- What the task asks
Give back exactly the lines of the entries below from the line with "filename crates/pmfleet-meter/src/profile.rs" to the line with "engineering value. Behaviour", inclusive, and only those.

Saved entries
################

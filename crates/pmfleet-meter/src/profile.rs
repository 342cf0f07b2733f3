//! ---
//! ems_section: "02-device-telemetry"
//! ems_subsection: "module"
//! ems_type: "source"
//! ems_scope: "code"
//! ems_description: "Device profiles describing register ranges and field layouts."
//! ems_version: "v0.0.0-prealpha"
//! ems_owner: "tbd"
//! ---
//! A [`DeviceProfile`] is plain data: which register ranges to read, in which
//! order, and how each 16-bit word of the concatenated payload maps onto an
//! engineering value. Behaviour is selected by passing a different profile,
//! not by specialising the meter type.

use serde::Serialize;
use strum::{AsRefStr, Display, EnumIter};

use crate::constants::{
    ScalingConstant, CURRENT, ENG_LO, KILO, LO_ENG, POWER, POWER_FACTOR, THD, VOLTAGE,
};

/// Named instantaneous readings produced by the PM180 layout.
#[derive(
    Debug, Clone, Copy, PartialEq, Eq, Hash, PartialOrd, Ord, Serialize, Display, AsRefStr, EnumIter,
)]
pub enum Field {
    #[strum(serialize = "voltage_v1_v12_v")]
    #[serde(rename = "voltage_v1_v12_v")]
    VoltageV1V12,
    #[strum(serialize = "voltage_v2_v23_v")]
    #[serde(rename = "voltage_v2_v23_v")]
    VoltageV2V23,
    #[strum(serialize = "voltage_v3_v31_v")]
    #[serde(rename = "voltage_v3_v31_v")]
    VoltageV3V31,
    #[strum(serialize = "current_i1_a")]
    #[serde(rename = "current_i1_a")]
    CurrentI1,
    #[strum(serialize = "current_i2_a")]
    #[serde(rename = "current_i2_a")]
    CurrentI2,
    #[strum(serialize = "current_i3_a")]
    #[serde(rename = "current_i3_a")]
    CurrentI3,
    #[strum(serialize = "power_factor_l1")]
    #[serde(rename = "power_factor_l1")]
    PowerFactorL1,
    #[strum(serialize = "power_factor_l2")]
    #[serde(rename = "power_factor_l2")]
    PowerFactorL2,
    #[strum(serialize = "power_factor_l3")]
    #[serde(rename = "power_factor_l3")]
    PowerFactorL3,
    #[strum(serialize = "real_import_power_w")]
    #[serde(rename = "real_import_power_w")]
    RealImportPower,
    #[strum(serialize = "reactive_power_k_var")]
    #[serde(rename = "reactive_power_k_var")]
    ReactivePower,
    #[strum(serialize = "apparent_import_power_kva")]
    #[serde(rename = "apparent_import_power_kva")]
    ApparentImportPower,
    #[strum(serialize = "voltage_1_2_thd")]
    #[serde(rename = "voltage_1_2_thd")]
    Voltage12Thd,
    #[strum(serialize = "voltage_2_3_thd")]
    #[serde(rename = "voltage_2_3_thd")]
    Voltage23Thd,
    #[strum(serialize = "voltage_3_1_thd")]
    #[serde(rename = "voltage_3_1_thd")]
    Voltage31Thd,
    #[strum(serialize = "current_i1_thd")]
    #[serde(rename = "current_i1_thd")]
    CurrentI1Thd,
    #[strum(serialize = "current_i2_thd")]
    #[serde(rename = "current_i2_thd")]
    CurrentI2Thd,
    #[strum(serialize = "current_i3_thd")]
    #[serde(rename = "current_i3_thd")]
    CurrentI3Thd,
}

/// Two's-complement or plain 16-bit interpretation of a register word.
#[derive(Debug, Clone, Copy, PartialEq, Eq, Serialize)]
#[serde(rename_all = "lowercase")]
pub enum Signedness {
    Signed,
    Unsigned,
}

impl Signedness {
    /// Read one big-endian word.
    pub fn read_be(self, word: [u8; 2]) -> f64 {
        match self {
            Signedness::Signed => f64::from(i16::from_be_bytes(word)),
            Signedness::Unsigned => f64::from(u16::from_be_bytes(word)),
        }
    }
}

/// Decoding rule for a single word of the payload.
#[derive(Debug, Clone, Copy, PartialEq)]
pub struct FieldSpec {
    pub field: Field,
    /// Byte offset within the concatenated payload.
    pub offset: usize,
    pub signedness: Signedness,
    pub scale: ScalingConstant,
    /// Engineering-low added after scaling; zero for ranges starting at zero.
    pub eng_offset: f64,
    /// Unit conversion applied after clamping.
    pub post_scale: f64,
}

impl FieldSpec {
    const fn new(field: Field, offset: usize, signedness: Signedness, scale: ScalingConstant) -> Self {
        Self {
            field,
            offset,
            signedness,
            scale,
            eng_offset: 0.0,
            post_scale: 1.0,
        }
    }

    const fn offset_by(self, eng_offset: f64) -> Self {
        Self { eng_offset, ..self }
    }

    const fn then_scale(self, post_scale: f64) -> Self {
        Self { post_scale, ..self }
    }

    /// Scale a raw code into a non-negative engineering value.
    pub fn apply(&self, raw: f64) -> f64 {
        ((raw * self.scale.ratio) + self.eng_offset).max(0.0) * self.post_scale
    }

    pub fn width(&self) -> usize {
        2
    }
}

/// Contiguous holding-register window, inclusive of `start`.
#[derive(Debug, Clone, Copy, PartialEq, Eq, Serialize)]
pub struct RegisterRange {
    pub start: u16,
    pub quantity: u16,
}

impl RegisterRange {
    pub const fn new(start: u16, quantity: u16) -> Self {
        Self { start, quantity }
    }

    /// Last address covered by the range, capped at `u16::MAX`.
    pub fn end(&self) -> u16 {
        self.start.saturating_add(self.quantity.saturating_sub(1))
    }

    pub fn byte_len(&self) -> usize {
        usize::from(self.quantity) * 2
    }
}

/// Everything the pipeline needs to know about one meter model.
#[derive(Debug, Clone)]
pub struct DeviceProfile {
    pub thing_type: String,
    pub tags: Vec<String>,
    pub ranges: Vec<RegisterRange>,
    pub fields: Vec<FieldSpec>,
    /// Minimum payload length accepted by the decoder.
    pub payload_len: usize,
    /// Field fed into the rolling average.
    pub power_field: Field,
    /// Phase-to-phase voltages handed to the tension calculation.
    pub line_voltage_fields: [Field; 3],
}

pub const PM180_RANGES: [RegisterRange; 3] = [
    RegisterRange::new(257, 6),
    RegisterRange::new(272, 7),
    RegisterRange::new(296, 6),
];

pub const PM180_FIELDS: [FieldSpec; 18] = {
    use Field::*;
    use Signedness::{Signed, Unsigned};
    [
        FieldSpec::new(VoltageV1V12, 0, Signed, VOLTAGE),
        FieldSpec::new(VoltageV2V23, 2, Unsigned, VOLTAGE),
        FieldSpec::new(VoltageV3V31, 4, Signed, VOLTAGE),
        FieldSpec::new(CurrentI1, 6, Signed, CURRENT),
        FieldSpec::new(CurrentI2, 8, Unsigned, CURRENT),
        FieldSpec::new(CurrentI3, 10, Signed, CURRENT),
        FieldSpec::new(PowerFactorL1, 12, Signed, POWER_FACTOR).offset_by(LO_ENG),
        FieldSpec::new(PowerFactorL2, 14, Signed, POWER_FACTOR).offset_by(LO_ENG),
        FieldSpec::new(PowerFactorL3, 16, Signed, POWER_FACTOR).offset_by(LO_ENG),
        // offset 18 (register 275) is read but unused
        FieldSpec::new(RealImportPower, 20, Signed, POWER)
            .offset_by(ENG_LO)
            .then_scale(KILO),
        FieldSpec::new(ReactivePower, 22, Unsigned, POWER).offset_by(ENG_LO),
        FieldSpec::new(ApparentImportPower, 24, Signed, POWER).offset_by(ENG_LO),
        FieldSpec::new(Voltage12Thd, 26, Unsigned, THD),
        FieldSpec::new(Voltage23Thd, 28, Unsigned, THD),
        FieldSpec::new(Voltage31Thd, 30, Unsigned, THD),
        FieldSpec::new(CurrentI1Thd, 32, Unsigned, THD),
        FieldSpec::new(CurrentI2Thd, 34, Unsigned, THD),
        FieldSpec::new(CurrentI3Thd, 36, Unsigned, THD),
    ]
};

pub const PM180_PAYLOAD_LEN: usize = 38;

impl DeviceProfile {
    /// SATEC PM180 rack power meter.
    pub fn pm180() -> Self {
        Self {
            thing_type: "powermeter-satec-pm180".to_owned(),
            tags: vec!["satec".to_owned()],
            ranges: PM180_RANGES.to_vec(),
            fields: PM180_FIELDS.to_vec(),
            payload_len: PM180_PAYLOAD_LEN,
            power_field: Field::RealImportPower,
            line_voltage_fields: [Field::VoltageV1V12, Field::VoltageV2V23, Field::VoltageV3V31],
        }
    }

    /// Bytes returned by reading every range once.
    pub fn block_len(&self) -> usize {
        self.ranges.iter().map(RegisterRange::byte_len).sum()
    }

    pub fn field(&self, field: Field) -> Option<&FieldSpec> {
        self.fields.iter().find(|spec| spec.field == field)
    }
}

################

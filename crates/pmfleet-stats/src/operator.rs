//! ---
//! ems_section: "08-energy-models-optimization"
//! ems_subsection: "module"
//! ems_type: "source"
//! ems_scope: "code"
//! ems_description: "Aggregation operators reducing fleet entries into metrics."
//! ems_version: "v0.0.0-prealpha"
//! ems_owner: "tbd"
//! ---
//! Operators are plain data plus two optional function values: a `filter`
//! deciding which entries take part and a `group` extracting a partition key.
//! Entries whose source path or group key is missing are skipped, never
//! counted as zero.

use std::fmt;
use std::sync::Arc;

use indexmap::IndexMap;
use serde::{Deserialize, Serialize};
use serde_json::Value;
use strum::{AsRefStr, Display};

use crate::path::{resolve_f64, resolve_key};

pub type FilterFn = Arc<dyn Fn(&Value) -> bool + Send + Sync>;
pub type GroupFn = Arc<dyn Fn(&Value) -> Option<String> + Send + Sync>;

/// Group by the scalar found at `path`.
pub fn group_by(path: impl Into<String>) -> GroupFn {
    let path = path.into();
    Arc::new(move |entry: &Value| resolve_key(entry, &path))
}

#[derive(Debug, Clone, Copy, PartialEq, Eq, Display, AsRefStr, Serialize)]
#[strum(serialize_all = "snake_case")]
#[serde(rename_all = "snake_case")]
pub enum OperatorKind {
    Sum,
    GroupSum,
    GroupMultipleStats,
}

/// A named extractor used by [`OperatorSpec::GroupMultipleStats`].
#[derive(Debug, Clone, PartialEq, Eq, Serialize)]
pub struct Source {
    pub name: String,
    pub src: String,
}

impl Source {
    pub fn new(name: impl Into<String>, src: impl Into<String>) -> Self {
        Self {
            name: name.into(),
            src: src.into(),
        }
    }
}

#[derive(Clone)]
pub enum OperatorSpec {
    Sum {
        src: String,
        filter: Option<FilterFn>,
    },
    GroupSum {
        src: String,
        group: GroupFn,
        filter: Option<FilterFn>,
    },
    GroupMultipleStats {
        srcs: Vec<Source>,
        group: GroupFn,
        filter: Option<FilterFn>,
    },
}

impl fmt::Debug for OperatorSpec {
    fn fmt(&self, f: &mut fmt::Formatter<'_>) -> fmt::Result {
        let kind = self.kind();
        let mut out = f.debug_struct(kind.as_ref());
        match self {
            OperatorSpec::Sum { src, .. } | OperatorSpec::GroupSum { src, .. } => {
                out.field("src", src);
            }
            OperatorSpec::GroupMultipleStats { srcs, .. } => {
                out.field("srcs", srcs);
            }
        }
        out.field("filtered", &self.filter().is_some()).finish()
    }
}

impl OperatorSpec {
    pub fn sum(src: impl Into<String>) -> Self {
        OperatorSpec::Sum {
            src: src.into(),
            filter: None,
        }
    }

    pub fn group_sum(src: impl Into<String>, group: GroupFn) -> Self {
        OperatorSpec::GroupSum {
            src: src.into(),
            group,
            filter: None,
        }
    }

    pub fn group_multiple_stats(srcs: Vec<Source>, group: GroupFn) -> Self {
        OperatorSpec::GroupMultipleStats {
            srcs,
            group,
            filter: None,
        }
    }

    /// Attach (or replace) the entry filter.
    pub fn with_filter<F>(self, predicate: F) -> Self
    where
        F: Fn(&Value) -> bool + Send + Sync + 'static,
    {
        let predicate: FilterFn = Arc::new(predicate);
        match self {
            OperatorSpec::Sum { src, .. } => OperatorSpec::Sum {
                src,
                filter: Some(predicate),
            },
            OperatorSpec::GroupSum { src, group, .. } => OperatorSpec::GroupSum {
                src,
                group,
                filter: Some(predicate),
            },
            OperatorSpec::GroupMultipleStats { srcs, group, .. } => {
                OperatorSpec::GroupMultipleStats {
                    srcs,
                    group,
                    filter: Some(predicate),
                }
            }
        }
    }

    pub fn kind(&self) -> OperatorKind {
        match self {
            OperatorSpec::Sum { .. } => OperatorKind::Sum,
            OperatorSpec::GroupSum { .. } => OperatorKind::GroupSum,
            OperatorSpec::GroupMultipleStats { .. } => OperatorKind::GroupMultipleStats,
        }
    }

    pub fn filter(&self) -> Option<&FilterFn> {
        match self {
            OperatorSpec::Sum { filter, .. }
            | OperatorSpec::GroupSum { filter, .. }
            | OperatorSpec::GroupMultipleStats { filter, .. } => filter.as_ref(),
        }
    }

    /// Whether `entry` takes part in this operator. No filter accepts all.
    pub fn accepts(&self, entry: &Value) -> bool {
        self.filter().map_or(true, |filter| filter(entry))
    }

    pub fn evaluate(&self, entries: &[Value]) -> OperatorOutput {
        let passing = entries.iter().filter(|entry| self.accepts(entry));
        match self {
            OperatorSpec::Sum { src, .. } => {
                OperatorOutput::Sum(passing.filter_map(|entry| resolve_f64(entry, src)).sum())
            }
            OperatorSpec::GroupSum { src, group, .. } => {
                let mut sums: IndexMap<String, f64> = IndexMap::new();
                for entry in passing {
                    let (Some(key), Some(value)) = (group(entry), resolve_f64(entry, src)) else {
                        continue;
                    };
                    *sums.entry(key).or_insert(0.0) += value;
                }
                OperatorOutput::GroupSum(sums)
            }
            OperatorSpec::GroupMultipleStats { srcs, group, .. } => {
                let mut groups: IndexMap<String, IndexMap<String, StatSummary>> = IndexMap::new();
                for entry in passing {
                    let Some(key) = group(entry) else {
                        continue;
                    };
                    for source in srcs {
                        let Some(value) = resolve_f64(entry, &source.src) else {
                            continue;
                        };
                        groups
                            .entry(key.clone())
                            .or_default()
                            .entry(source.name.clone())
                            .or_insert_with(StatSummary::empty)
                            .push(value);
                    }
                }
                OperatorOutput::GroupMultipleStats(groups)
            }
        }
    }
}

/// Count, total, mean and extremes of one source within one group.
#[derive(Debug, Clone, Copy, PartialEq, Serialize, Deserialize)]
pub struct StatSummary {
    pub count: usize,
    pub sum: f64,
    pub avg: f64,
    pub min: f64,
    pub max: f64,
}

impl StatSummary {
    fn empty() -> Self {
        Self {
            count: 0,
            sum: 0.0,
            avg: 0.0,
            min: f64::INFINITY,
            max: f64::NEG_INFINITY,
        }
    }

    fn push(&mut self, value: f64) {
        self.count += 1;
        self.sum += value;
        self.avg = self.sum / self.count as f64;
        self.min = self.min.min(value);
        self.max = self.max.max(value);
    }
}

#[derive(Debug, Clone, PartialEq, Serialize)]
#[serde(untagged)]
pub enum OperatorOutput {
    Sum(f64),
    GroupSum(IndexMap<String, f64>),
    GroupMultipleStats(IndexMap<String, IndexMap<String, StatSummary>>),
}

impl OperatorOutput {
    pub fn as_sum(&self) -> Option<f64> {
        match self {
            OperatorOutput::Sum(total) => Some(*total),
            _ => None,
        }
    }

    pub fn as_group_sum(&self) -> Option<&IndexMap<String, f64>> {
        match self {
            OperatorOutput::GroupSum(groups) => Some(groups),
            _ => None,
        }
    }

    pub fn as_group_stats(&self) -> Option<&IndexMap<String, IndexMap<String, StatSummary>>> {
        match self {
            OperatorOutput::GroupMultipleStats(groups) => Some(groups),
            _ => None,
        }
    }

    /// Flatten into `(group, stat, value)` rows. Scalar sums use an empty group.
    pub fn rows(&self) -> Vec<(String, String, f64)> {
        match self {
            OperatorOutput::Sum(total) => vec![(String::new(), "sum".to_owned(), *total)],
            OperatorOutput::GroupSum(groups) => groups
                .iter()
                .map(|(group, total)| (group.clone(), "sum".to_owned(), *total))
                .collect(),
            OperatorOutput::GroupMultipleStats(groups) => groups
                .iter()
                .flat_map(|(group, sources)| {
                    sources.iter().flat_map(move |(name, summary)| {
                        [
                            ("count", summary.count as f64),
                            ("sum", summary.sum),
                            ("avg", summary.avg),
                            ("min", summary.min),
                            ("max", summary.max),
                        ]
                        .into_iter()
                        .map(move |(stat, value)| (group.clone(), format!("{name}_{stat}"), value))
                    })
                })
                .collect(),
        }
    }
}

################

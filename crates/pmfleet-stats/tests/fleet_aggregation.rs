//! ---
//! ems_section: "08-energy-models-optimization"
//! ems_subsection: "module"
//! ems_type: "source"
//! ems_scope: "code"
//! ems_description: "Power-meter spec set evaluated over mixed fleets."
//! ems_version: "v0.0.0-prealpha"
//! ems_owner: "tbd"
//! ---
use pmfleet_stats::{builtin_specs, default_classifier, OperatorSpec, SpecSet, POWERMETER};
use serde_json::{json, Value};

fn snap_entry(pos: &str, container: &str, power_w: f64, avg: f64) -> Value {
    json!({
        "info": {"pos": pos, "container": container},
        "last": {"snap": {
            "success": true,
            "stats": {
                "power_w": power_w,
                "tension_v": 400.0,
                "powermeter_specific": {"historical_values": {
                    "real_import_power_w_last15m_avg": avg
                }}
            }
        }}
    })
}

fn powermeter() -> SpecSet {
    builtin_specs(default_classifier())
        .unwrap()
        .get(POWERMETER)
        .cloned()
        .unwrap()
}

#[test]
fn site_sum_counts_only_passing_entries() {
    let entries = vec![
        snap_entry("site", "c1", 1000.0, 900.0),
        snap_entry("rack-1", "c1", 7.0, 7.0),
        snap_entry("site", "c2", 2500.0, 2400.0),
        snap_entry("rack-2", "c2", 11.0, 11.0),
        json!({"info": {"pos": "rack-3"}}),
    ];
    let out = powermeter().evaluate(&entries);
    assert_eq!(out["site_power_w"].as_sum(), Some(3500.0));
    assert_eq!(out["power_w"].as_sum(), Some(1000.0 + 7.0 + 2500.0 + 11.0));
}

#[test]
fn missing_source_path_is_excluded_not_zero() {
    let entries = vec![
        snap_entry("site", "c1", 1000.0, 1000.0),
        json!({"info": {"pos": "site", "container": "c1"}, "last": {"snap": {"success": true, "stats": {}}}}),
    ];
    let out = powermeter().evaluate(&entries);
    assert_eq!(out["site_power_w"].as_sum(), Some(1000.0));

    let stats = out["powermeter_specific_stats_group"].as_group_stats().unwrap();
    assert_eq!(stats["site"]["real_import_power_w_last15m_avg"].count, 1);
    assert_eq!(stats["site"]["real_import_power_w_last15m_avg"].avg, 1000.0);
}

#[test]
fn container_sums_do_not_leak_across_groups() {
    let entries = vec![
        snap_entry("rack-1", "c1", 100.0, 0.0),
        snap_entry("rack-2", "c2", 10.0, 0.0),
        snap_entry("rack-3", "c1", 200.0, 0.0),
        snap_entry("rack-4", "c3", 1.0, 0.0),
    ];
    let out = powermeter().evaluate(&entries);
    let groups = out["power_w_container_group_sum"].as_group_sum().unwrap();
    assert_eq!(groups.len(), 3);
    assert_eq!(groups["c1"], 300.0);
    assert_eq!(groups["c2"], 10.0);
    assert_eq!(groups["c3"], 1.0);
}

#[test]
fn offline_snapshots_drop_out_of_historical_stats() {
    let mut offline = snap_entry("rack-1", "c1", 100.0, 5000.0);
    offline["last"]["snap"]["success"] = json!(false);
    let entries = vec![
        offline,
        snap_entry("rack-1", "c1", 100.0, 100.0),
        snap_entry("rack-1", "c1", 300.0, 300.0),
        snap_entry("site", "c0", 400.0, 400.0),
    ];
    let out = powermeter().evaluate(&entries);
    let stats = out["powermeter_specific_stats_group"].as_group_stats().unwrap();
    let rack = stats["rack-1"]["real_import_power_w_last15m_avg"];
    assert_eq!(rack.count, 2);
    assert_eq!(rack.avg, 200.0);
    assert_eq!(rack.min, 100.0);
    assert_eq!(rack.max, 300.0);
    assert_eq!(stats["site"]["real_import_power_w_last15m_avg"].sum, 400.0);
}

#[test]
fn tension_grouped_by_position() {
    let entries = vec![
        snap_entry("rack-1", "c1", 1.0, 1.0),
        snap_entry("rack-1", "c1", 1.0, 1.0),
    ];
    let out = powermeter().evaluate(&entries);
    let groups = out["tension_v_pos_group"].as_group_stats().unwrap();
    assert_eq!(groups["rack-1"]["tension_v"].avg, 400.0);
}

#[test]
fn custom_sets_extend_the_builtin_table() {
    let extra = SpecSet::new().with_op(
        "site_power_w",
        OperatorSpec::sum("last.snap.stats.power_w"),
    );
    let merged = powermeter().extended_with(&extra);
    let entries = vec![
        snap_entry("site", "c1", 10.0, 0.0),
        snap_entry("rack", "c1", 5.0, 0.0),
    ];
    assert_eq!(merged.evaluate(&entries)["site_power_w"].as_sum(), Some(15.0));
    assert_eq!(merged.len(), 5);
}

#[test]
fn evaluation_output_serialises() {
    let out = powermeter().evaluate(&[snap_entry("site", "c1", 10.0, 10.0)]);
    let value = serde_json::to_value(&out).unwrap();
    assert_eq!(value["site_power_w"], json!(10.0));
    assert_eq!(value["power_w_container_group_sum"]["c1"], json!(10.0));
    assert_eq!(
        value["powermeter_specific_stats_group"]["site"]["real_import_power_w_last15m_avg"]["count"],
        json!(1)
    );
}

################

- Written reply
filename crates/pmfleet-meter/src/profile.rs
repository 342cf0f07b2733f3
//! ---
//! ems_section: "02-device-telemetry"
//! ems_subsection: "module"
//! ems_type: "source"
//! ems_scope: "code"
//! ems_description: "Device profiles describing register ranges and field layouts."
//! ems_version: "v0.0.0-prealpha"
//! ems_owner: "tbd"
//! ---
//! A [`DeviceProfile`] is plain data: which register ranges to read, in which
//! order, and how each 16-bit word of the concatenated payload maps onto an
//! engineering value. Behaviour is selected by passing a different profile,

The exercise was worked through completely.